After two decades with the Minneapolis Police Department, and months after being pulled from his post as a resource officer at North High School, Charles Adams III is leaving the force to work for the Minnesota Twins as director of team security.
Adams, 40, started with the Twins on Monday, calling the job a "once-in-a-lifetime opportunity." Matt Hoy, the Twins' senior vice president for operations, announced the hire Thursday at a meeting of the Minnesota Ballpark Authority and described Adams as a "very engaging, 100-percent-on human being."
But Adams' departure is also the culmination of a difficult few months and illustrative of the Minneapolis department's struggles in the aftermath of the killing of George Floyd while in police custody on May 25.
Adams was a legacy officer who followed on the force his well-known namesake father Charlie, who ran former Mayor Sharon Sayles Belton's security and is now commander in charge of the Violent Crimes Division.
He said he will continue as football coach at North High, his alma mater. "That's a priority.
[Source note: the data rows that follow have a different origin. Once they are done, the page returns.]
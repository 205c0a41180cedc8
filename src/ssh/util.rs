//! Path helpers shared by the SSH client and the host store.

/// Expands a leading `~` or `~/` to the user's home directory.
///
/// Without `HOME` the path comes back unchanged, so callers see the literal
/// tilde in any resulting error message.
///
/// # Examples
///
/// ```
/// # use rackhost::ssh::expand_tilde;
/// let home = std::env::var("HOME").expect("HOME should be set");
/// assert_eq!(expand_tilde("~/.rackhost/hosts"), format!("{home}/.rackhost/hosts"));
/// assert_eq!(expand_tilde("~"), home);
/// assert_eq!(expand_tilde("/srv/hosts"), "/srv/hosts");
/// ```
#[must_use]
pub fn expand_tilde(path: &str) -> String {
    let Some(raw_home) = std::env::var_os("HOME") else {
        return path.to_owned();
    };
    let home = raw_home.to_string_lossy();
    if path == "~" {
        return home.into_owned();
    }
    path.strip_prefix("~/")
        .map_or_else(|| path.to_owned(), |rest| format!("{home}/{rest}"))
}
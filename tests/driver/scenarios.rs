//! BDD scenarios for the host driver lifecycle.

use rstest_bdd_macros::scenario;

use super::test_helpers::{DriverWorld, driver_world};

#[scenario(
    path = "tests/features/driver.feature",
    name = "Create a host and expose the container daemon"
)]
fn scenario_create_host(driver_world: DriverWorld) {
    drop(driver_world);
}

#[scenario(
    path = "tests/features/driver.feature",
    name = "Give up when the server never becomes active"
)]
fn scenario_create_timeout(driver_world: DriverWorld) {
    drop(driver_world);
}

#[scenario(
    path = "tests/features/driver.feature",
    name = "Surface remote setup failures"
)]
fn scenario_setup_failure(driver_world: DriverWorld) {
    drop(driver_world);
}

#[scenario(
    path = "tests/features/driver.feature",
    name = "Restart soft-reboots the server"
)]
fn scenario_restart(driver_world: DriverWorld) {
    drop(driver_world);
}

#[scenario(
    path = "tests/features/driver.feature",
    name = "Remove deletes the server before the key pair"
)]
fn scenario_remove(driver_world: DriverWorld) {
    drop(driver_world);
}
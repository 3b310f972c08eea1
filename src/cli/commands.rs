use clap::Subcommand;

use super::config::ConfigArgs;
use super::feedback::FeedbackArgs;
use super::scan::ScanArgs;

#[derive(Subcommand, Clone)]
pub enum Commands {
    /// Scan an HTML page and annotate flagged sentences
    Scan(ScanArgs),

    /// Inspect or flush the persisted feedback queue
    Feedback(FeedbackArgs),

    /// Inspect the effective policy
    Config(ConfigArgs),
}
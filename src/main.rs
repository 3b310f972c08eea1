use anyhow::Result;

#[tokio::main]
async fn main() -> Result<()> {
    sentinel_cli::cli::run().await
}
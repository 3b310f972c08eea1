use anyhow::Result;

use super::commands::Commands;
use super::config::cmd_config;
use super::context::CliContext;
use super::env::CliArgs;
use super::feedback::cmd_feedback;
use super::scan::cmd_scan;

pub async fn dispatch(cli: &CliArgs, ctx: &CliContext) -> Result<()> {
    match cli.command.clone() {
        Commands::Scan(args) => cmd_scan(args, ctx).await,
        Commands::Feedback(args) => cmd_feedback(args, ctx).await,
        Commands::Config(args) => cmd_config(args, ctx),
    }
}
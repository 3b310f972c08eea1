use std::path::{Path, PathBuf};
use std::sync::Arc;

use anyhow::{Context, Result};
use tracing::{info, warn};
use tracing_subscriber::layer::SubscriberExt;
use tracing_subscriber::util::SubscriberInitExt;

use relay_bridge::{JsonFileStore, SharedStore};
use sentinel_policy_center::{load_policy, SentinelPolicy};

use crate::http_relay::{HttpRelay, HttpRelayConfig};

pub fn init_logging(level: &str, debug: bool) -> Result<()> {
    let level = if debug {
        tracing::Level::DEBUG
    } else {
        level.parse().context("Invalid log level")?
    };

    tracing_subscriber::registry()
        .with(
            tracing_subscriber::EnvFilter::try_from_default_env()
                .unwrap_or_else(|_| tracing_subscriber::EnvFilter::new(level.to_string())),
        )
        .with(tracing_subscriber::fmt::layer().with_writer(std::io::stderr))
        .init();

    Ok(())
}

pub struct LoadedConfig {
    pub policy: SentinelPolicy,
    pub path: PathBuf,
}

/// Explicit path, else `./config/sentinel.yaml`, else `<config dir>/sentinel/config.yaml`.
pub fn resolve_config_path(explicit: Option<&Path>) -> Result<PathBuf> {
    if let Some(path) = explicit {
        return Ok(path.to_path_buf());
    }
    let local = PathBuf::from("config/sentinel.yaml");
    if local.exists() {
        return Ok(local);
    }
    let mut path = dirs::config_dir().context("Failed to get config directory")?;
    path.push("sentinel");
    path.push("config.yaml");
    Ok(path)
}

pub fn load_config(explicit: Option<&Path>) -> Result<LoadedConfig> {
    let path = resolve_config_path(explicit)?;
    if path.exists() {
        info!("Loading policy from: {}", path.display());
    } else {
        warn!("Policy file not found, using defaults: {}", path.display());
    }
    let policy = load_policy(Some(path.as_path()))
        .with_context(|| format!("Failed to load policy from {}", path.display()))?;
    Ok(LoadedConfig { policy, path })
}

pub fn default_data_dir() -> Result<PathBuf> {
    let mut path = dirs::data_dir().context("Failed to get data directory")?;
    path.push("sentinel");
    Ok(path)
}

pub fn open_store(data_dir: Option<PathBuf>) -> Result<SharedStore> {
    let dir = match data_dir {
        Some(dir) => dir,
        None => default_data_dir()?,
    };
    info!("Using data directory: {}", dir.display());
    Ok(JsonFileStore::new(dir) as SharedStore)
}

/// HTTP relay from the policy, with optional command-line overrides.
pub fn build_relay(
    policy: &SentinelPolicy,
    base_url: Option<String>,
    api_key: Option<String>,
) -> Result<Arc<HttpRelay>> {
    let mut config = HttpRelayConfig::from_policy(&policy.relay);
    if let Some(base_url) = base_url {
        config.base_url = base_url;
    }
    if let Some(api_key) = api_key.filter(|key| !key.is_empty()) {
        config.api_key = Some(api_key);
    }
    let relay = HttpRelay::new(config).context("Failed to build HTTP relay")?;
    Ok(Arc::new(relay))
}
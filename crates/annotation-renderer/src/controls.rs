use page_dom::{Document, DomError, NodeId};
use segmenter::redact_label;
use sentinel_core_types::HighlightStyle;

use crate::tooltip::element;

pub const CONTROLS_CLASS: &str = "sentinel-inline-controls";

pub(crate) struct InlineControls {
    pub root: NodeId,
    pub toggle: NodeId,
}

/// Marks wrappers concealed and groups them by the snippet they belong to, keeping
/// first-seen order.
pub(crate) fn group_wrappers(
    doc: &mut Document,
    wrappers: &[NodeId],
    snippets: &[String],
    style: HighlightStyle,
) -> Result<Vec<Vec<NodeId>>, DomError> {
    let mut groups: Vec<(String, Vec<NodeId>)> = Vec::new();
    for (index, wrapper) in wrappers.iter().enumerate() {
        let snippet = snippets
            .get(index)
            .or_else(|| snippets.last())
            .cloned()
            .unwrap_or_default();
        if doc.attr(*wrapper, "data-revealed").is_none() {
            doc.set_attr(*wrapper, "data-revealed", "false")?;
        }
        if style == HighlightStyle::Redact {
            doc.set_attr(*wrapper, "data-redact", &redact_label(&snippet))?;
        }
        let key = if snippet.is_empty() {
            format!("group-{index}")
        } else {
            snippet
        };
        match groups.iter_mut().find(|(existing, _)| *existing == key) {
            Some((_, members)) => members.push(*wrapper),
            None => groups.push((key, vec![*wrapper])),
        }
    }
    Ok(groups.into_iter().map(|(_, members)| members).collect())
}

pub(crate) fn build_controls(
    doc: &mut Document,
    wrappers: &[NodeId],
    score_text: &str,
) -> Result<InlineControls, DomError> {
    let root = element(doc, "div", CONTROLS_CLASS, None)?;
    doc.set_attr(root, "role", "group")?;
    doc.set_attr(root, "aria-label", "Hate speech controls")?;

    let revealed = all_revealed(doc, wrappers);
    let toggle = element(
        doc,
        "button",
        "sentinel-control",
        Some(&toggle_label(revealed, score_text)),
    )?;
    doc.set_attr(toggle, "type", "button")?;
    doc.set_attr(toggle, "data-action", "toggle")?;
    doc.set_attr(toggle, "aria-pressed", if revealed { "true" } else { "false" })?;
    doc.append_child(root, toggle)?;

    for (label, action) in [("Not hate?", "dismiss"), ("Flag", "flag")] {
        let button = element(doc, "button", "sentinel-control-action", Some(label))?;
        doc.set_attr(button, "type", "button")?;
        doc.set_attr(button, "data-action", action)?;
        doc.append_child(root, button)?;
    }
    Ok(InlineControls { root, toggle })
}

/// Reveals every wrapper unless all are already revealed, in which case hides them.
/// Returns the new revealed state.
pub(crate) fn toggle_reveal(
    doc: &mut Document,
    wrappers: &[NodeId],
    toggle: NodeId,
    score_text: &str,
) -> Result<bool, DomError> {
    let reveal = !all_revealed(doc, wrappers);
    let flag = if reveal { "true" } else { "false" };
    for wrapper in wrappers {
        doc.set_attr(*wrapper, "data-revealed", flag)?;
    }
    doc.set_attr(toggle, "aria-pressed", flag)?;
    doc.replace_children_with_text(toggle, &toggle_label(reveal, score_text))?;
    Ok(reveal)
}

fn all_revealed(doc: &Document, wrappers: &[NodeId]) -> bool {
    !wrappers.is_empty()
        && wrappers
            .iter()
            .all(|wrapper| doc.attr(*wrapper, "data-revealed") == Some("true"))
}

fn toggle_label(revealed: bool, score_text: &str) -> String {
    if revealed {
        format!("Hide • {score_text}")
    } else {
        format!("Show • {score_text}")
    }
}
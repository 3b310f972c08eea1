use sentinel_core_types::SentinelError;
use thiserror::Error;

#[derive(Debug, Error)]
pub enum PolicyError {
    #[error("invalid policy: {0}")]
    Invalid(String),
    #[error("io error: {0}")]
    Io(String),
    #[error("unsupported policy path: {0}")]
    UnsupportedPath(String),
    #[error("invalid value: {0}")]
    InvalidValue(String),
}

impl From<PolicyError> for SentinelError {
    fn from(value: PolicyError) -> Self {
        SentinelError::new(value.to_string())
    }
}
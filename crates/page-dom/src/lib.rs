//! Arena document model used by the scan pipeline in place of a live browser DOM.

pub mod css;
mod document;
pub mod errors;
mod html;
mod node;

use std::sync::Arc;

use parking_lot::Mutex;

pub use css::SelectorList;
pub use document::Document;
pub use errors::{DomError, SelectorError};
pub use node::{ElementData, NodeData, NodeId, Rect, TextSlice, Viewport};

/// Document handle shared between the pipeline components of one page session.
///
/// Callers lock for short synchronous sections only and never hold the guard across `.await`.
pub type SharedDocument = Arc<Mutex<Document>>;

pub fn shared(document: Document) -> SharedDocument {
    Arc::new(Mutex::new(document))
}
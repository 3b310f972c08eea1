use anyhow::Result;
use clap::Parser;
use tracing::{debug, error};

use super::context::CliContext;
use super::dispatch::dispatch;
use super::env::CliArgs;
use super::runtime::{init_logging, load_config, LoadedConfig};

pub async fn run() -> Result<()> {
    let cli = CliArgs::parse();
    init_logging(&cli.log_level, cli.debug)?;
    debug!("sentinel v{}", env!("CARGO_PKG_VERSION"));

    let LoadedConfig { policy, path } = load_config(cli.config.as_deref())?;
    let ctx = CliContext::new(policy, path);

    dispatch(&cli, &ctx).await.inspect_err(|err| {
        error!("Command failed: {:#}", err);
    })
}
That was never going to change," he said of the job.
But he lost his full-time job as a school resource officer at North High just days after Floyd's death, when the Minneapolis Public Schools ended its decadeslong relationship with the Police Department.
Adams was reassigned — "relegated" was his word — to responding to 911 calls.
"What I worked so hard at, building relationships with the kids and the school, that was abruptly taken away from me," Adams said Thursday.